Hicretin dördüncü senesinde vuku’ bulan Recî’ gazvesinde, Âsım bin Sâbit “radıyallahü anh” şehîd oldu.
Düşmânlar başını kesip, Sa’d kızı Selâkiye götürmek istediler. Âsım bin Sâbit “radıyallahü anh”, Uhud savaşında o kadının kardeşini öldürmüştü.
Bu sebeple "her kim Âsımın başını getirirse ona yüz deve vereceğim ve Âsımın kafa tasıyla şerâb içeceğim" diye ahd etmişti.
Allahü teâlâ Âsım bin Sâbitin “radıyallahü anh” cesedinin çevresine pek çok arı gönderdi.

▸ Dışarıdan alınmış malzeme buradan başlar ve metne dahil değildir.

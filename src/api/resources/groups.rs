//
//  gitlab-client
//  api/resources/groups.rs
//
//  Created by Ngonidzashe Mangudya on 2026/01/12.
//  Copyright (c) 2025 IAMNGONI. All rights reserved.
//

//! Groups API
//!
//! - `GET /groups`

use chrono::{DateTime, Utc};
use serde::{Deserialize, Serialize};

use super::{AccessLevel, Visibility};
use crate::api::client::GitlabClient;
use crate::api::common::{ListOptions, Query, Records, RequestOptions, Result};

/// A GitLab group.
#[derive(Debug, Clone, Default, PartialEq, Serialize, Deserialize)]
#[serde(default)]
pub struct Group {
    pub id: u64,
    pub name: String,
    pub path: String,
    pub full_name: String,
    pub full_path: String,
    pub description: Option<String>,
    pub visibility: Visibility,
    pub web_url: String,
    pub avatar_url: Option<String>,
    pub parent_id: Option<u64>,
    pub default_branch: Option<String>,
    pub request_access_enabled: bool,
    pub require_two_factor_authentication: bool,
    pub created_at: Option<DateTime<Utc>>,
}

/// Filters for [`Groups::list`].
#[derive(Debug, Clone, Default)]
pub struct ListGroupsOptions {
    pub list: ListOptions,
    pub skip_groups: Vec<u64>,
    pub all_available: Option<bool>,
    pub search: Option<String>,
    pub statistics: Option<bool>,
    pub owned: Option<bool>,
    pub min_access_level: Option<AccessLevel>,
    pub top_level_only: Option<bool>,
}

impl RequestOptions for ListGroupsOptions {
    fn append_query(&self, query: &mut Query) {
        self.list.append_query(query);
        query
            .push_list("skip_groups", &self.skip_groups)
            .push_opt("all_available", self.all_available)
            .push_opt("search", self.search.as_deref())
            .push_opt("statistics", self.statistics)
            .push_opt("owned", self.owned)
            .push_opt("min_access_level", self.min_access_level.map(|l| l.0))
            .push_opt("top_level_only", self.top_level_only);
    }
}

/// Group operations.
pub struct Groups<'a> {
    client: &'a GitlabClient,
}

impl<'a> Groups<'a> {
    pub(crate) fn new(client: &'a GitlabClient) -> Self {
        Self { client }
    }

    /// Lists groups visible to the authenticated user.
    pub async fn list(&self, options: &ListGroupsOptions) -> Result<Records<Group>> {
        self.client.list("groups", &options.list, options).await
    }
}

Başını kesmek için kim yaklaşırsa, arılar yüzünden gözünden sokup şişiriyorlardı.
Neredeyse öleceklerdi.
Gece arılar çekilir, o zemân gelip başını kesip alırız diyerek, dönüp gitmek zorunda kaldılar.
Gece yağmur yağdı. Büyük bir sel gelip, Âsım bin Sâbitin “radıyallahü anh” cesedini alıp götürdü.
Emîr-ül mü’minîn Ömer “radıyallahü anh” şöyle demişdir:
Âsım bin Sâbit hiçbir müşriği kendine dokundurmamak için söz vermişti ve sözünde durdu.
Şehîd oldukdan sonra da Allahü teâlâ onu kâfirlerin dokunmasından korudu.